From the line with "for Tripboard Core" through the line with "default value, and", repeat the entries verbatim, both end lines included, and add nothing.

—————

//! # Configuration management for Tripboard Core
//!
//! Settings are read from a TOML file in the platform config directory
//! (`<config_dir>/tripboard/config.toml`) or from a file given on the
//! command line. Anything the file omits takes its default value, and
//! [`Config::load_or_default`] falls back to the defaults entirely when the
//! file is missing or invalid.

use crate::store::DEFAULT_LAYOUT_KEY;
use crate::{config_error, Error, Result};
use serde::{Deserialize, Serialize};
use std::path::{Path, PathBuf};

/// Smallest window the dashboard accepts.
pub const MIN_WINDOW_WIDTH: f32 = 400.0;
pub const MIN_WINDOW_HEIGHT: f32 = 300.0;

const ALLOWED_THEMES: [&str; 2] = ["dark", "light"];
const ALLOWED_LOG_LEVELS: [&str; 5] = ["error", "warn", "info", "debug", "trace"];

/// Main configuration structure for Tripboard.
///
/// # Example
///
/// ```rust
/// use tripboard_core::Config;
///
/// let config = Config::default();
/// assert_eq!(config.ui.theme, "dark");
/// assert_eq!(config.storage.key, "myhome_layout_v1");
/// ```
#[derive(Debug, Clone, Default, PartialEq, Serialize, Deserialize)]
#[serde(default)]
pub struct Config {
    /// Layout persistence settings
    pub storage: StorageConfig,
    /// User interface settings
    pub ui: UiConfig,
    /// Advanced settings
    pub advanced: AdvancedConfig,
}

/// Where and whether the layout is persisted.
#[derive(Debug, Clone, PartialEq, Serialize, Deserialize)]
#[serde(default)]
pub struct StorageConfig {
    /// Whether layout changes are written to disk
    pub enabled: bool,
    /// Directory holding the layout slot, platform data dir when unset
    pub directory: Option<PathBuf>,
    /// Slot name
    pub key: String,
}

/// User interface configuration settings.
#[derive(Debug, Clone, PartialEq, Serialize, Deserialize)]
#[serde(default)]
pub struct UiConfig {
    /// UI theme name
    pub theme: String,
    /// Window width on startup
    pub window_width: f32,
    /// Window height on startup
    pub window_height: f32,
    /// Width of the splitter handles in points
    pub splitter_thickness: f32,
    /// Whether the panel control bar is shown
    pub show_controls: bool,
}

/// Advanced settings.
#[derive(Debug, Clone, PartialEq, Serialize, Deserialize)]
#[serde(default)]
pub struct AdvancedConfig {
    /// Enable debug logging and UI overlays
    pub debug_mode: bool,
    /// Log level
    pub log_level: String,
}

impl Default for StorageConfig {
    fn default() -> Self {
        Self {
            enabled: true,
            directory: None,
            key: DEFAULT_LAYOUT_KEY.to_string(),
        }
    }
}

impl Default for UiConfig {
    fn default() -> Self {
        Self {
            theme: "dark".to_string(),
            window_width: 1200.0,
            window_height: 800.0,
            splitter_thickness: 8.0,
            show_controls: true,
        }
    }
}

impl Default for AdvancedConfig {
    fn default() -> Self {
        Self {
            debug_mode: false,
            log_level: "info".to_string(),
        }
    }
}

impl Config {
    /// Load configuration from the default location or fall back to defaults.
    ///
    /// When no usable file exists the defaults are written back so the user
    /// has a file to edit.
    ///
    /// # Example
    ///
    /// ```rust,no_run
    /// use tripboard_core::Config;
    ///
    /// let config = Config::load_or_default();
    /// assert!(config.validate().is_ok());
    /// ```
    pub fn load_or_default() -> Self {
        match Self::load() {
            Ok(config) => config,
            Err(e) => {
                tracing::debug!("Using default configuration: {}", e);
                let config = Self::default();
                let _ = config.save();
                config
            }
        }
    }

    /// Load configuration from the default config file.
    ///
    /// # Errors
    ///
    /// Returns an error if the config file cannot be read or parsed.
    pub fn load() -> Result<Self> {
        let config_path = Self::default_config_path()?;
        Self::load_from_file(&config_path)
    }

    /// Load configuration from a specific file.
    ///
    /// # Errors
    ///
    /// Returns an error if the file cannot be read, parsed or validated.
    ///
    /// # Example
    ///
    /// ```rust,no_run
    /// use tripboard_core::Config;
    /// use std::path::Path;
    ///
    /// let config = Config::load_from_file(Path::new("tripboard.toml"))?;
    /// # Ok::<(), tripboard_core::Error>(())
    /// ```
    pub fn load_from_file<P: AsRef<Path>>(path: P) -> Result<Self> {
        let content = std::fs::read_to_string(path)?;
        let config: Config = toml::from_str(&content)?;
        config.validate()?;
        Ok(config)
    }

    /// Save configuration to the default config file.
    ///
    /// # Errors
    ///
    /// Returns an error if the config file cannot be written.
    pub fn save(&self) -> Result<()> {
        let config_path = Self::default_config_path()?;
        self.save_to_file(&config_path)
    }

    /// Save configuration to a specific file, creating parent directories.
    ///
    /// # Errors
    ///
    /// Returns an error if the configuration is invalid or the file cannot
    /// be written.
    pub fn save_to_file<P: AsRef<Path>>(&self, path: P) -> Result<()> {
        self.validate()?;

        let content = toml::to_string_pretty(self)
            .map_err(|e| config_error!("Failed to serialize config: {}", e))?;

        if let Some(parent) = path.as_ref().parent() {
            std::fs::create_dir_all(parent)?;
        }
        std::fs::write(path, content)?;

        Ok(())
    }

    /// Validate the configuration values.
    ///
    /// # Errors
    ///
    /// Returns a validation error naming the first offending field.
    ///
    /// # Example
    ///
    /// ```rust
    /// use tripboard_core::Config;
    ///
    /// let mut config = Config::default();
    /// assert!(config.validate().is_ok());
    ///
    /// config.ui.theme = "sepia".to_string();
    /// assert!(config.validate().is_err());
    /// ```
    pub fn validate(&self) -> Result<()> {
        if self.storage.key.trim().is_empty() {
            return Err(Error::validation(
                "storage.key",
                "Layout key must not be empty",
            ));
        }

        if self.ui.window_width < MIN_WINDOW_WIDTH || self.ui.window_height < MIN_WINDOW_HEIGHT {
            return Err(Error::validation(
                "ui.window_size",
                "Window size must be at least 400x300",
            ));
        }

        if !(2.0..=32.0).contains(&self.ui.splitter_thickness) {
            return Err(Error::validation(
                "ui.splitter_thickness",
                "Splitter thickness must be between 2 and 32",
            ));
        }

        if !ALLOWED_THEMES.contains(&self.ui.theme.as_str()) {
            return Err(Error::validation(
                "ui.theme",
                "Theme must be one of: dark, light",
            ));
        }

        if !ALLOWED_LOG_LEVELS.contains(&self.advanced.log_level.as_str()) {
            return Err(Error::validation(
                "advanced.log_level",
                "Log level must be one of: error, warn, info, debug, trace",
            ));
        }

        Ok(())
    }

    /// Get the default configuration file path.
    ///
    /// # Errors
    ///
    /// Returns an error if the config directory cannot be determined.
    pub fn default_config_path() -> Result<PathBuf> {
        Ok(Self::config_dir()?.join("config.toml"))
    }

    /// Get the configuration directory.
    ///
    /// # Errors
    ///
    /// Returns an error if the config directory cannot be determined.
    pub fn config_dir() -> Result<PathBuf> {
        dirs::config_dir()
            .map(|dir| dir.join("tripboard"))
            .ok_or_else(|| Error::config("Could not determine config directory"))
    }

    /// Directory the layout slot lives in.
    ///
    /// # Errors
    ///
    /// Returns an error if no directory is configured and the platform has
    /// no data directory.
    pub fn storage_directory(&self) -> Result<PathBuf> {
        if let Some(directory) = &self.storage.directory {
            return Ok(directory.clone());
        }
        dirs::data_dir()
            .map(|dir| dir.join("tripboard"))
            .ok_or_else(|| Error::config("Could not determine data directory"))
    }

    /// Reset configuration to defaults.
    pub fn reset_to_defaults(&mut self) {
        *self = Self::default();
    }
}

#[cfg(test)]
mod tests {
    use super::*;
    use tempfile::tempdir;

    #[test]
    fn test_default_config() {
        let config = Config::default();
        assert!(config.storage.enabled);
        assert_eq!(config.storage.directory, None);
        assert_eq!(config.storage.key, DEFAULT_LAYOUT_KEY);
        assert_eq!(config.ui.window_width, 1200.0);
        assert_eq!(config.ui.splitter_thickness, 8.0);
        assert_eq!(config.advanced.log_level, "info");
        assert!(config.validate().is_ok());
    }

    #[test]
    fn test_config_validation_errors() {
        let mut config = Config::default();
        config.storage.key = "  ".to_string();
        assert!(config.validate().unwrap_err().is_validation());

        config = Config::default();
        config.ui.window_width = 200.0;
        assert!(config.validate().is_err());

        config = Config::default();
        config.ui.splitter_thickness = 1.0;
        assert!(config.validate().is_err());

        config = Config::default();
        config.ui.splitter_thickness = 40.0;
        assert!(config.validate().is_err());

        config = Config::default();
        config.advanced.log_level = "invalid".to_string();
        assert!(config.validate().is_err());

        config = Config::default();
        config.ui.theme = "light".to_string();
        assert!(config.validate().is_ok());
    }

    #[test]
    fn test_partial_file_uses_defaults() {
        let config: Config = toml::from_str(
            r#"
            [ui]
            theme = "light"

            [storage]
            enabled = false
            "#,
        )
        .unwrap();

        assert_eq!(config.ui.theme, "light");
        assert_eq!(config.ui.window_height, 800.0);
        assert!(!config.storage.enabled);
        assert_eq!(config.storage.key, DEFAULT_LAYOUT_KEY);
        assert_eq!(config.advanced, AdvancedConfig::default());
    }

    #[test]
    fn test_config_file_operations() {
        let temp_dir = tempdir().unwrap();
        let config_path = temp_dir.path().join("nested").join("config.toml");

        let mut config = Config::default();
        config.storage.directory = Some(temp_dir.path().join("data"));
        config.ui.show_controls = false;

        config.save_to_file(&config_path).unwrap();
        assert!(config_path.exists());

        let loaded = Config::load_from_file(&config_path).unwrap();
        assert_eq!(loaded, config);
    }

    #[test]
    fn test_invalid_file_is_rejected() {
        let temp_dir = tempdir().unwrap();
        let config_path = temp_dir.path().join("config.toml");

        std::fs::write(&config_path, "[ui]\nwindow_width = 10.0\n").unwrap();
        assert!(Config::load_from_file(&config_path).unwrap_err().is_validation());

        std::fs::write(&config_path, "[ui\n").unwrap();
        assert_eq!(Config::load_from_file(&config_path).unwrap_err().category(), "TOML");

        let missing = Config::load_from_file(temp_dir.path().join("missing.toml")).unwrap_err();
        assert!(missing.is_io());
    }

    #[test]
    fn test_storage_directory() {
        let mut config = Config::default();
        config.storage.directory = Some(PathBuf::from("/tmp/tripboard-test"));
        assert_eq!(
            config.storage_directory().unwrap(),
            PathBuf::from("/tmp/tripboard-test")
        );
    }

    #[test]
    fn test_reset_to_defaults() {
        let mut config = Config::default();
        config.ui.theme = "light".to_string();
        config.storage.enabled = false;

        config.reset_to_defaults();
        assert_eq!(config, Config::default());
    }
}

—————

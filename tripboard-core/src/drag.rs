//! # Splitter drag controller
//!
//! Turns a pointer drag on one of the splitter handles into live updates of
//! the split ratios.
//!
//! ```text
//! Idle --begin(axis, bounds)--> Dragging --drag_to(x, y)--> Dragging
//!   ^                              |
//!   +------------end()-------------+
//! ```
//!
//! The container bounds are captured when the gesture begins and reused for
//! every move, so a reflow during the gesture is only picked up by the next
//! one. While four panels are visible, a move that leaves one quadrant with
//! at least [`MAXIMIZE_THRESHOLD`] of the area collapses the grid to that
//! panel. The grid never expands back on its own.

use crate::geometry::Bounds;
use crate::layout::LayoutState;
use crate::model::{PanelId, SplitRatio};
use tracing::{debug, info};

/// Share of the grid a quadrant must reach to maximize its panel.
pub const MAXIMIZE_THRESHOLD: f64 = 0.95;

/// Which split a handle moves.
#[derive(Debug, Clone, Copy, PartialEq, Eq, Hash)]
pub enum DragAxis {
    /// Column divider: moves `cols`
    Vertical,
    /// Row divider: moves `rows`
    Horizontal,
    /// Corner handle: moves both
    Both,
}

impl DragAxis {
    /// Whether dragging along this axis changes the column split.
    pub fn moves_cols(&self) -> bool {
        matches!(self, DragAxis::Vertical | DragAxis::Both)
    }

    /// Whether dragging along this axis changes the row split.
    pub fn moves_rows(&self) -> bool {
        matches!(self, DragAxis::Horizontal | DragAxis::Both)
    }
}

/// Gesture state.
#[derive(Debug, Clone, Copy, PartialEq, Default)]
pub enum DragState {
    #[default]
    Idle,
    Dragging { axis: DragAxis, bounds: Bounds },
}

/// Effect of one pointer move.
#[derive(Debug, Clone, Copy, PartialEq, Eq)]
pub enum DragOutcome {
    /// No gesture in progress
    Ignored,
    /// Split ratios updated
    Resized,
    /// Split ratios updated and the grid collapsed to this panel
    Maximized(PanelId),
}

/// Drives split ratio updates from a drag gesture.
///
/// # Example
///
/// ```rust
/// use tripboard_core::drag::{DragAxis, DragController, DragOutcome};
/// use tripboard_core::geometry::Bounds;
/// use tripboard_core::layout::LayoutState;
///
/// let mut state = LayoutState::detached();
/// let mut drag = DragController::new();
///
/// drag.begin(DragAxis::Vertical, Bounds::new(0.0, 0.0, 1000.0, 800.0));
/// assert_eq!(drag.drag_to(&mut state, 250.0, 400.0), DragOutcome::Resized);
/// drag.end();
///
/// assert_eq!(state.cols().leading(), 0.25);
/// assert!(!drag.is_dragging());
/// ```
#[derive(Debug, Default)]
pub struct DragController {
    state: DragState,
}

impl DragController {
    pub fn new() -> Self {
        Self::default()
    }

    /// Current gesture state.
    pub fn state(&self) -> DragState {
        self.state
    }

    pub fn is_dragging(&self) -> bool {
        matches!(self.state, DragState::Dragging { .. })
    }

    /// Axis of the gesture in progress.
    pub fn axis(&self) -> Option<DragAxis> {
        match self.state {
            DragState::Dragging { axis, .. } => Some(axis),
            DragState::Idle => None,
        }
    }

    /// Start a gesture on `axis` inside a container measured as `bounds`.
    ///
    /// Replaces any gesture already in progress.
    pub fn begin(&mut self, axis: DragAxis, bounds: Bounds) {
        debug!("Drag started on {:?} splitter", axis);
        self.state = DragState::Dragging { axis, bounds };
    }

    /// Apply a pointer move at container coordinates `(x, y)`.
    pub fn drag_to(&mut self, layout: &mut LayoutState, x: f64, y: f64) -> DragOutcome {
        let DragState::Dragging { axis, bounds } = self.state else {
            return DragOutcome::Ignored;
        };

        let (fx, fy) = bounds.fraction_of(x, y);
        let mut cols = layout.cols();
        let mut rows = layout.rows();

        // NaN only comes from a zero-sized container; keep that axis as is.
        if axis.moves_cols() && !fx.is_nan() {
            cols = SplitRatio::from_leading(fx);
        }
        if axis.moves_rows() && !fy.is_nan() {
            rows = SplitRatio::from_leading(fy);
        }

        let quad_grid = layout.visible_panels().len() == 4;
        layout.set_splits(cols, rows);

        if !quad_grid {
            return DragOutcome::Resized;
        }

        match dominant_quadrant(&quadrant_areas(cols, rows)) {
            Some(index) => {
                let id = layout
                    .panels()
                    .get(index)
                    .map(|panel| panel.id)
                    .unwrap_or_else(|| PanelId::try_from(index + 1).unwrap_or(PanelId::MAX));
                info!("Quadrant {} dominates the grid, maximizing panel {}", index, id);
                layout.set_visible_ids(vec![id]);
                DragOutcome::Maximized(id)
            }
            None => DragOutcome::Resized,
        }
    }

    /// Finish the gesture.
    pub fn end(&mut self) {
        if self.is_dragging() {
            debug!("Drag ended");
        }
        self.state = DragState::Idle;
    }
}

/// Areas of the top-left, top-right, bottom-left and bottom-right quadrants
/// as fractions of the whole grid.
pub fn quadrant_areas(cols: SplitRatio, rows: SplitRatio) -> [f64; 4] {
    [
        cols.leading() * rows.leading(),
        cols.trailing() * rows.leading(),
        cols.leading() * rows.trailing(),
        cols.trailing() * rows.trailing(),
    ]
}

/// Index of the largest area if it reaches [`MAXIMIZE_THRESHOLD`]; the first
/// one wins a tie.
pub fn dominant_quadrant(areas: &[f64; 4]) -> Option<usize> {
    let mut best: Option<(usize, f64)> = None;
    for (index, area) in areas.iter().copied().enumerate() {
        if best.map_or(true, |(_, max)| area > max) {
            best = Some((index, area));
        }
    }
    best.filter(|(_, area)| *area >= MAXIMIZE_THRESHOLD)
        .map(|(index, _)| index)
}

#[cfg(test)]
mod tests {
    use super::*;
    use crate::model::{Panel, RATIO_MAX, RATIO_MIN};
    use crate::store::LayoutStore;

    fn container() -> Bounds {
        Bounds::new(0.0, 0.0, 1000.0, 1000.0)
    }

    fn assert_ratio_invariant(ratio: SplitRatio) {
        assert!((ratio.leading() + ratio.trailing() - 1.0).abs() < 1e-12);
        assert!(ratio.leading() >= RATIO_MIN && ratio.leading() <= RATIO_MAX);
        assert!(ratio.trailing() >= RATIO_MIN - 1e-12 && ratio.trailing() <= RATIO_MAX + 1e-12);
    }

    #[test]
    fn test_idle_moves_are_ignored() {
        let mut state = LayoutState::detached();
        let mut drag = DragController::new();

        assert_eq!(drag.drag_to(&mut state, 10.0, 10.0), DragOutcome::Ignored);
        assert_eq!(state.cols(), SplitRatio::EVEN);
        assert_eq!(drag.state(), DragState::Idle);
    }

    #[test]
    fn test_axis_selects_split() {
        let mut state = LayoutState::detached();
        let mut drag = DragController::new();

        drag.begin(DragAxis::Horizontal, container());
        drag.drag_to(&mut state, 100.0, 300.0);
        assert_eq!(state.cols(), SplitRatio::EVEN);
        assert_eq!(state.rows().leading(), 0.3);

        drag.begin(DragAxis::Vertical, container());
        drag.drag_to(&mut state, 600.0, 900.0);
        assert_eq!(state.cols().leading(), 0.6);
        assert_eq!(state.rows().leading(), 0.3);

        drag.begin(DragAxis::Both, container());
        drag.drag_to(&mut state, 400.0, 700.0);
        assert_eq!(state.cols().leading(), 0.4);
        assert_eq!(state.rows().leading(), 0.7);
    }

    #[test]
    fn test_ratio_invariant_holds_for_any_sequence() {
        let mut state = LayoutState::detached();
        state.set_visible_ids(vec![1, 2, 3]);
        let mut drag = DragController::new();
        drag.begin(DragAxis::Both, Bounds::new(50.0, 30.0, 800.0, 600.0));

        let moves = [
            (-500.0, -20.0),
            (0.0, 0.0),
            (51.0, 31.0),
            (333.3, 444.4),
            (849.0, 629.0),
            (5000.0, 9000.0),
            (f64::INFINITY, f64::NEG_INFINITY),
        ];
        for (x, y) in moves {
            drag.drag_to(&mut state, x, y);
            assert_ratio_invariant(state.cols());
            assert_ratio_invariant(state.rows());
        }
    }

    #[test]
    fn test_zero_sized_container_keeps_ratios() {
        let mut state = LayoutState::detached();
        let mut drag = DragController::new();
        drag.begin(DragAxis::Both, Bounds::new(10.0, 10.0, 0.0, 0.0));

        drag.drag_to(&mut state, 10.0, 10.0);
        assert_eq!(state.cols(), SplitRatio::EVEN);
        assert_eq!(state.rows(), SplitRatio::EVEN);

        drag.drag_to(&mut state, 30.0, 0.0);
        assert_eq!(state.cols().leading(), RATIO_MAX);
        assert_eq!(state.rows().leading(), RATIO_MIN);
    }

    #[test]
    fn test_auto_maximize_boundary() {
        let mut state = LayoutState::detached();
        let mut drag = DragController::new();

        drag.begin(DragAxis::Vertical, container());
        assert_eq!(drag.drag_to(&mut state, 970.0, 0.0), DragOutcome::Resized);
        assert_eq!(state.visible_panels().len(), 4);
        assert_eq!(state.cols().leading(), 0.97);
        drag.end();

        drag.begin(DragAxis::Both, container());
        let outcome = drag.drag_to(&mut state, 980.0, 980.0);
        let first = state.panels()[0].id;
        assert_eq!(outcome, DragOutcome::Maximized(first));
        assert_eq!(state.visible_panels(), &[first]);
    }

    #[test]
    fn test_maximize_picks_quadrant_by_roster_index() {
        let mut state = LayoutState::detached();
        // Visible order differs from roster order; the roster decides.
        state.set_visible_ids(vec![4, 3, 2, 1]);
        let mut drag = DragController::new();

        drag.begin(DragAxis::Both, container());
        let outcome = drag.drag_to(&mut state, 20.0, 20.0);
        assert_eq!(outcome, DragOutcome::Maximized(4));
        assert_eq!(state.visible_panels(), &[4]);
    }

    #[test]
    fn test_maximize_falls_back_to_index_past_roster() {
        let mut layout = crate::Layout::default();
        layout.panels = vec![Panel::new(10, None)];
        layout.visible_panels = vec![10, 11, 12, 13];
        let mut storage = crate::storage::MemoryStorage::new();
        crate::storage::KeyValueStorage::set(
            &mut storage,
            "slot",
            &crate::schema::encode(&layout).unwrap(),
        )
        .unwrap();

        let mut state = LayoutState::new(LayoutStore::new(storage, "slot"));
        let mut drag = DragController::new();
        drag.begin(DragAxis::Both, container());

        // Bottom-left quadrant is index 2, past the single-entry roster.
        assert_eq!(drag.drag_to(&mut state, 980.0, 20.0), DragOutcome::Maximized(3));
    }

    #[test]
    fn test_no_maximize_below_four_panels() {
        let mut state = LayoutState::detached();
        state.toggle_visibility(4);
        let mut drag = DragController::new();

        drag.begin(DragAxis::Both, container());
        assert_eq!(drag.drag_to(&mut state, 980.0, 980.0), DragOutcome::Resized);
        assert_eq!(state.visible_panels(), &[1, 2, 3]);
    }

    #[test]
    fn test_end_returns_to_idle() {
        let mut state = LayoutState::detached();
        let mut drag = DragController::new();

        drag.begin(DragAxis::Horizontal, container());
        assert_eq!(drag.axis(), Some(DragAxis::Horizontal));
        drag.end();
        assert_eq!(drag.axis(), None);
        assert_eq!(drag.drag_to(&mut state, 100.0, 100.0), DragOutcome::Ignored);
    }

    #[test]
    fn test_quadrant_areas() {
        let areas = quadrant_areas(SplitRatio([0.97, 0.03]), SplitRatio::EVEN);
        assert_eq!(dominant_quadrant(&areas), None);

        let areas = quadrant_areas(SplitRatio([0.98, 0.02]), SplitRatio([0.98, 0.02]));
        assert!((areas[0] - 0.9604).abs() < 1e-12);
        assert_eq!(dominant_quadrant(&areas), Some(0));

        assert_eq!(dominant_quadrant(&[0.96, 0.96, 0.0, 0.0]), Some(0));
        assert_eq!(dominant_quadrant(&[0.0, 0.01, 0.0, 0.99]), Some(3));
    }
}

—————

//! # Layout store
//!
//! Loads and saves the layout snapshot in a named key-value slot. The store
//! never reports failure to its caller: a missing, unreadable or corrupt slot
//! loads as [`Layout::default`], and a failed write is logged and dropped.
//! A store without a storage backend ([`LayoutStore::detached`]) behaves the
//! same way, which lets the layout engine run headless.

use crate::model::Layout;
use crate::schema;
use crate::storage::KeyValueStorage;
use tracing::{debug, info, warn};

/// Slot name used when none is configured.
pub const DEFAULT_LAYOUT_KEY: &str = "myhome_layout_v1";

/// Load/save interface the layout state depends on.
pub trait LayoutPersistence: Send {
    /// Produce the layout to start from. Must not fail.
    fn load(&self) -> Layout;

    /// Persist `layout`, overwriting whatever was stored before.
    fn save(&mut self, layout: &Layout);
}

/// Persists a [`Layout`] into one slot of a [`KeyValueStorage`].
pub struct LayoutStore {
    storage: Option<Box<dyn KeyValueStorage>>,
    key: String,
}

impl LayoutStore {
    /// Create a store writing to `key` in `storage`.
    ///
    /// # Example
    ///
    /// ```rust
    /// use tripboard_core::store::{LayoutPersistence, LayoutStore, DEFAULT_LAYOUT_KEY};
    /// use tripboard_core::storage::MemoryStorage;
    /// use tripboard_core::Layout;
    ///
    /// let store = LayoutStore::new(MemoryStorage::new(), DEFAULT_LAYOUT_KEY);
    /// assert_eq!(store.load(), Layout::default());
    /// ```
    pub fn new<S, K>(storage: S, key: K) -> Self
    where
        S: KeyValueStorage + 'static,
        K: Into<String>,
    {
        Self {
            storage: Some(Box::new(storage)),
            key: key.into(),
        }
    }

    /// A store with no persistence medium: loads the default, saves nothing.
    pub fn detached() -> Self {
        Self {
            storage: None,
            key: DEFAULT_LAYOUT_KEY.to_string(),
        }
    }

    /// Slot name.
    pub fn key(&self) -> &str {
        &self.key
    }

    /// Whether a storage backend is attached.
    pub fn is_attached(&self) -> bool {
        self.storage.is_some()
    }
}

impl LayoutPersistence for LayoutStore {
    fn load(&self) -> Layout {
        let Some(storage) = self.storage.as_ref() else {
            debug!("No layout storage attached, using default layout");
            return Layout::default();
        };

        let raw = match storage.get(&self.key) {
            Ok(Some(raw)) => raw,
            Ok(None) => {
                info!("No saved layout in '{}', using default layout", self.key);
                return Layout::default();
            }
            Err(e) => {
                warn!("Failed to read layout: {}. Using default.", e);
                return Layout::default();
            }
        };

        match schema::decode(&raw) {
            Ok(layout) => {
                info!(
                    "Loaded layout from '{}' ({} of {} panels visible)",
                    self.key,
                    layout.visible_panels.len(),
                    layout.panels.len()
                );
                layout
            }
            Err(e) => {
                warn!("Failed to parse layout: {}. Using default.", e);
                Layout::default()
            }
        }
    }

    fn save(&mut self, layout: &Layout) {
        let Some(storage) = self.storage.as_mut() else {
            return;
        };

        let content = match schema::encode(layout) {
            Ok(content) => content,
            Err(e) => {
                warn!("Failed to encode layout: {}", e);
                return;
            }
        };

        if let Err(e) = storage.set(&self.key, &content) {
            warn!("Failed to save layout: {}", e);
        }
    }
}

—————

## [Exercise result]
//! # Configuration management for Tripboard Core
//!
//! Settings are read from a TOML file in the platform config directory
//! (`<config_dir>/tripboard/config.toml`) or from a file given on the
//! command line. Anything the file omits takes its default value, and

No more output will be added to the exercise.